DJO Global Releases Second Quarter Financial Results
Vista, Calif.-based DJO Global, which makes musculoskeletal, vascular and pain management medical devices, has released it financial results for the second quarter of this year ending June 29 2013.
The company achieved net sales for the second quarter of 2013 of $294.7 million, reflecting growth of 3.1 percent, with net sales of $286.0 million for the second quarter of 2012. Net sales for the second quarter of 2013 were favorably impacted by $0.5 million related to changes in foreign currency exchange rates compared to the rates in effect in the second quarter of 2012. Excluding the impact of changes in foreign currency exchange rates from rates in effect in the prior year period, net sales for the second quarter of 2013 increased 2.9 percent compared to net sales for the second quarter of 2012.
For the second quarter of 2013, DJO reported a net loss of $20.8 million, compared to a net loss of $20.2 million for the second quarter of 2012. The results for the current and prior year second quarter periods were impacted by significant non-cash items, non-recurring items and other adjustments.
“We were pleased to see all of our business segments deliver strong growth in the second quarter, except for recovery sciences, which has been impacted by unfavorable market conditions and reimbursement hurdles,” said Mike Mogul, DJO’s president and CEO. “Excluding recovery sciences, aggregate net sales from our other business segments for the second quarter of 2013 increased by 7.4 percent compared to net sales for the second quarter of 2012. I want to especially congratulate our surgical implant and international teams, for delivering strong constant currency growth in the second quarter of 2013 of 18.2 percent and 8.2 percent, respectively, compared to the prior year period. Our recovery sciences business continues to be impacted by Medicare’s 2012 non-coverage decision related to transcutaneous electrical nerve stimulation (TENS) for chronic low back pain (CLBP) and slower than expected market conditions for capital equipment purchasing, which is impacting our Chattanooga business.”
In June last year, Medicare issued a decision that TENS is not reasonable and necessary for the treatment of CLBP, and therefore would not cover it. The treatment works by issuing electrotherapy—small electrical shocks—to the skin with the aim of pain management. In part due to Medicare’s decision, recovery sciences was the only business at DJO that did not show increased revenue this quarter compare to the same quarter last year. For the second quarter of 2012, recovery sciences brought in net sales of $84 million, whereas for the same quarter this year net sales were $77.2 million.
“We are diligently focused on executing upcoming new product launches within our recovery sciences segment,” Mogul continued. “We believe that the impact of those product launches, combined with reaching the anniversary date of Medicare’s noncoverage decision for TENS for CLBP late in the third quarter of 2013, will improve the sales results for this segment. This improvement, combined with continued strong performance from our other segments should permit us to report stronger revenue results and higher growth rates for the second half of 2013, which in turn should improve our adjusted EBITDA [earnings before interest, taxes, depreciation, and amortization] results.”
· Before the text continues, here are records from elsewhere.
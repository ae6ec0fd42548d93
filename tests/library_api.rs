//! Integration tests for the archaudit library API against on-disk projects.

use archaudit::cache::CACHE_FILE;
use archaudit::{AssessOptions, AuditError, SelfLoopPolicy, assess_path};
use std::path::{Path, PathBuf};

fn write(root: &Path, rel: &str, content: &str) {
    let path = root.join(rel);
    std::fs::create_dir_all(path.parent().unwrap()).unwrap();
    std::fs::write(path, content).unwrap();
}

fn sample_project() -> tempfile::TempDir {
    let dir = tempfile::tempdir().unwrap();
    let root = dir.path();
    write(
        root,
        "shop/views/orders.py",
        "from shop.services.billing import BillingService\n\ndef show(request):\n    rows = db.query(\"orders\")\n    return BillingService().render(rows)\n",
    );
    write(
        root,
        "shop/services/billing.py",
        "from shop.repositories.orders import OrderRepository\n\nclass BillingService:\n    def __init__(self, repo: OrderRepository):\n        self.repo = repo\n    def render(self, rows):\n        return rows\n",
    );
    write(
        root,
        "shop/repositories/orders.py",
        "class OrderRepository:\n    def get(self, id):\n        return id\n    def save(self, order):\n        pass\n    def delete(self, order):\n        pass\n",
    );
    write(root, "shop/__init__.py", "");
    write(root, "node_modules/left-pad/index.js", "module.exports = () => 1;\n");
    dir
}

#[test]
fn test_assess_project_directory() {
    let dir = sample_project();
    let report = assess_path(dir.path(), AssessOptions::default()).unwrap();

    assert!(!report.project_name.is_empty());
    assert_eq!(report.metrics.files_analyzed, 4);
    assert!(report.parse_errors.is_empty());

    let layer: Vec<_> = report
        .violations
        .iter()
        .filter(|v| v.rule_id == "LAYER-001")
        .collect();
    assert_eq!(layer.len(), 1);
    assert_eq!(layer[0].file_path, PathBuf::from("shop/views/orders.py"));
    assert_eq!(layer[0].line, Some(4));

    assert!(
        report
            .patterns
            .iter()
            .any(|p| p.subject == "OrderRepository")
    );
    assert_eq!(report.metrics.coupling.edge_count, 2);
}

#[test]
fn test_invalid_path() {
    let result = assess_path(Path::new("/nonexistent/path"), AssessOptions::default());
    match result {
        Err(AuditError::PathNotFound(_)) => {}
        Err(e) => panic!("Expected PathNotFound error, got: {:?}", e),
        Ok(_) => panic!("Expected error for invalid path"),
    }
}

#[test]
fn test_config_error_is_fatal() {
    let dir = sample_project();
    write(dir.path(), ".archaudit.toml", "[thresholds]\nlcom_threshold = 0\n");

    let result = assess_path(dir.path(), AssessOptions::default());
    assert!(matches!(result, Err(AuditError::Config(_))));
}

#[test]
fn test_config_thresholds_apply() {
    let dir = sample_project();
    write(
        dir.path(),
        ".archaudit.toml",
        "[thresholds]\nmax_method_count = 1\n",
    );

    let report = assess_path(dir.path(), AssessOptions::default()).unwrap();
    assert!(report.violations.iter().any(|v| v.rule_id == "SRP-002"));
}

#[test]
fn test_cache_is_written_and_reused() {
    let dir = sample_project();
    let options = AssessOptions {
        use_cache: true,
        ..Default::default()
    };

    let first = assess_path(dir.path(), options.clone()).unwrap();
    assert!(dir.path().join(CACHE_FILE).exists());

    let second = assess_path(dir.path(), options).unwrap();
    assert_eq!(first.violations, second.violations);
    assert_eq!(first.metrics, second.metrics);
}

#[test]
fn test_drift_check() {
    let dir = sample_project();
    write(
        dir.path(),
        "docs/patterns.toml",
        "expected = [\"repository\", \"factory\"]\n",
    );
    let options = AssessOptions {
        expected_patterns: Some(PathBuf::from("docs/patterns.toml")),
        ..Default::default()
    };

    let report = assess_path(dir.path(), options).unwrap();
    let drift: Vec<_> = report
        .violations
        .iter()
        .filter(|v| v.rule_id == "PAT-009")
        .collect();
    assert_eq!(drift.len(), 1);
    assert_eq!(drift[0].details["pattern"], "Factory");
}

#[test]
fn test_missing_drift_document_is_skipped() {
    let dir = sample_project();
    let options = AssessOptions {
        expected_patterns: Some(PathBuf::from("docs/missing.toml")),
        ..Default::default()
    };

    let report = assess_path(dir.path(), options).unwrap();
    assert!(report.violations.iter().all(|v| v.rule_id != "PAT-009"));
}

#[test]
fn test_self_loop_policy_override() {
    let dir = tempfile::tempdir().unwrap();
    write(dir.path(), "src/index.ts", "import { x } from './index';\nexport const x = 1;\n");

    let suppressed = assess_path(dir.path(), AssessOptions::default()).unwrap();
    assert!(suppressed.violations.iter().all(|v| v.rule_id != "COUP-001"));

    let reported = assess_path(
        dir.path(),
        AssessOptions {
            self_loops: Some(SelfLoopPolicy::Report),
            ..Default::default()
        },
    )
    .unwrap();
    assert_eq!(
        reported
            .violations
            .iter()
            .filter(|v| v.rule_id == "COUP-001")
            .count(),
        1
    );
}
In the first quarter of 2013, DJO reassigned certain product lines between its bracing and vascular and recovery sciences segments and revised the way it allocates costs among its segments. Segment information for all periods presented has been restated to reflect these changes.
Net sales for DJO’s Bracing and Vascular segment were $119.4 million in the second quarter of 2013, reflecting growth of 5.3 percent, compared to the second quarter of 2012, driven by strong contribution from the sales of new products and improving sales execution.
Net sales for DJO’s Recovery Sciences segment were $77.2 million in the second quarter of 2013, reflecting a contraction of 8.1%, compared to the second quarter of 2012, primarily due to the effects of the Medicare CLBP decision on the EMPI business unit and slow market conditions for capital equipment sold by the Chattanooga business unit.
Second quarter net sales within the international segment were $76.8 million, reflecting an increase in constant currency of 8.2 percent from the prior year period. According to DJO, the strong international growth is being driven by increased penetration in certain geographies and the impact of sales of new products.
Net sales for the surgical implant segment were $21.4 million for the second quarter of 2013, reflecting an increase of 18.2 percent over net sales in the second quarter of 2012, driven by strong sales of each of the company’s shoulder, knee and hip product lines.
As of June 29 this year, DJO had cash balances of $36.7 million and available liquidity of $71.0 million under its $100 million revolving line of credit.